Women may be paying the price for decades' old concessions to the medical aid industry.
If you fell pregnant today and sought out a medical aid, here's who would and wouldn't cover you. Here's why.
By law, medical schemes must cover a set of 270 conditions called prescribed minimum benefits (PMBs), regardless of what kind of plan a member has. The Medical Schemes Act of 1998 introduced PMBs to help safeguard consumers from losing medical cover in the event of serious illness.
But today, despite the government's commitment to reducing maternal mortality, standard antenatal care still isn't a PMB. However "antenatal and obstetric care necessitating hospitalisation, including delivery" is a PMB, according to the full list of PMBs stated on the Council for Medical Schemes website.
Long-time health activist Fatima Hassan recently told Bhekisisa why:
"The 1998 Act established South Africa's first Council for Medical Schemes (CMS). [It] marked the end of an era in which member premiums were determined partially or entirely by how much patients with health conditions were likely to claim.
"But not everyone was happy about the shift... It took massive legal battles and public campaigning against business interests to get the industry to align with the goal of social solidarity - the idea that healthier members should cross-subsidise those with greater health needs.
"In return, the industry was permitted to implement late joiner penalties and general waiting periods (three months). Longer waiting periods for pre-existing conditions that do not appear on the PMBs were also allowed and, incredulously, included pregnancy."
During general three-month waiting periods, new members pay monthly premiums but are not entitled to any benefits, in some instances not even for PMBs.

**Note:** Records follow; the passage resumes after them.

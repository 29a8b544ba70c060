//! Error types for the Algokit crates.

use std::path::{Path, PathBuf};

/// Errors that can occur when running an Algokit algorithm.
///
/// Marked `#[non_exhaustive]` so new failure modes can be added without
/// breaking downstream matches.
#[derive(Debug, thiserror::Error)]
#[non_exhaustive]
pub enum Error {
    /// An argument violates a precondition of the algorithm.
    #[error("Invalid input: {message}")]
    InvalidInput {
        /// What is wrong with the input
        message: String,
    },

    /// Two sequences that must be paired element-wise differ in length.
    #[error("Length mismatch for {what}: expected {expected}, got {actual}")]
    LengthMismatch {
        /// Name of the sequence that has the wrong length
        what: &'static str,
        /// Length required by the other sequence
        expected: usize,
        /// Length actually supplied
        actual: usize,
    },

    /// A positional access fell outside the collection.
    #[error("Index {index} out of range for length {len}")]
    IndexOutOfRange {
        /// Requested index
        index: usize,
        /// Length of the collection
        len: usize,
    },

    /// An inclusive range whose start lies after its end.
    #[error("Invalid range: start {start} is greater than end {end}")]
    InvalidRange {
        /// Range start
        start: usize,
        /// Range end
        end: usize,
    },

    /// A named element (vertex, set member, config key) is absent.
    #[error("{kind} not found: {id}")]
    NotFound {
        /// Kind of element ("vertex", "element", ...)
        kind: &'static str,
        /// Debug rendering of the missing element
        id: String,
    },

    /// The algorithm requires a connected graph.
    #[error("Graph is disconnected: reached {reached} of {total} vertices")]
    Disconnected {
        /// Vertices reachable from the start vertex
        reached: usize,
        /// Vertices in the graph
        total: usize,
    },

    /// A negative edge weight was given to an algorithm that forbids it.
    #[error("Negative edge weight on {edge}")]
    NegativeWeight {
        /// Debug rendering of the offending edge
        edge: String,
    },

    /// A checked arithmetic operation overflowed.
    #[error("Arithmetic overflow in {operation}")]
    Overflow {
        /// The operation that overflowed
        operation: &'static str,
    },

    /// Configuration error.
    #[error("Configuration error: {message}")]
    Config {
        /// What configuration is problematic
        message: String,
    },

    /// I/O error without path context.
    #[error("I/O error: {0}")]
    Io(#[from] std::io::Error),

    /// I/O error on a specific file.
    #[error("I/O error on {path}: {source}")]
    IoPath {
        /// File being accessed
        path: PathBuf,
        /// Underlying error
        #[source]
        source: std::io::Error,
    },

    /// JSON serialization/deserialization error.
    #[error("Serialization error: {0}")]
    Serialization(#[from] serde_json::Error),
}

/// Convenience `Result` type alias for Algokit operations.
pub type Result<T> = std::result::Result<T, Error>;

impl Error {
    /// Returns whether this error was caused by the caller's input.
    ///
    /// Input errors are deterministic: retrying with the same arguments
    /// fails the same way.
    pub fn is_input_error(&self) -> bool {
        match self {
            Error::InvalidInput { .. }
            | Error::LengthMismatch { .. }
            | Error::IndexOutOfRange { .. }
            | Error::InvalidRange { .. }
            | Error::NotFound { .. }
            | Error::Disconnected { .. }
            | Error::NegativeWeight { .. }
            | Error::Overflow { .. } => true,
            Error::Config { .. }
            | Error::Io(_)
            | Error::IoPath { .. }
            | Error::Serialization(_) => false,
        }
    }

    /// Creates a new invalid-input error.
    pub fn invalid_input<S: Into<String>>(message: S) -> Self {
        Error::InvalidInput {
            message: message.into(),
        }
    }

    /// Creates a not-found error for an element of the given kind.
    pub fn not_found<T: std::fmt::Debug + ?Sized>(kind: &'static str, id: &T) -> Self {
        Error::NotFound {
            kind,
            id: format!("{id:?}"),
        }
    }

    /// Creates an overflow error for the named operation.
    pub fn overflow(operation: &'static str) -> Self {
        Error::Overflow { operation }
    }

    /// Creates a new configuration error.
    pub fn config<S: Into<String>>(message: S) -> Self {
        Error::Config {
            message: message.into(),
        }
    }

    /// Wraps an I/O error with the path that caused it.
    pub fn io_with_path(source: std::io::Error, path: impl AsRef<Path>) -> Self {
        Error::IoPath {
            path: path.as_ref().to_path_buf(),
            source,
        }
    }
}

Seem unfair? Discovery Health CEO Jonathan Broomberg explains that waiting periods are crucial to managing what's known as "anti-selection" - a phenomenon in which healthy people only join medical aids when they need them, like when they fall sick.
And medical aids need healthy members, who claim less, to subsidise the cost of other members - like those who are elderly or live with chronic conditions - who might claim more, he explains.
"If anti-selection were not managed, it would lead to medical aid claims exceeding contributions and, in turn, increase premiums dramatically and essentially make medical schemes unaffordable", he told Bhekisisa.
"The total cost of antenatal care, delivery and postnatal care can range from R60 000 to several millions of rand...," Broomberg says. "If medical schemes had to pay out these costs for members who joined only at the time of pregnancy - and who could then leave after the pregnancy - the premiums paid by these members would never be enough to cover the costs incurred by the scheme."
But Hassan says it's time that civil society challenges these concessions.
"It's time to challenge these concessions because until the National Health Insurance is fully rolled out, many working women who can afford to, will rely on basic or entry-level medical scheme plans," she argues. "They do so to save time in queues, to travel shorter distances to a clinical facility near their work or home, or to get tested and screened in a clean facility at fixed times that make sense for their work commitments and family obligations."
She says: "The time has come for civil society and progressive, committed health professionals and medical schemes - with government support - to change the law and the rules."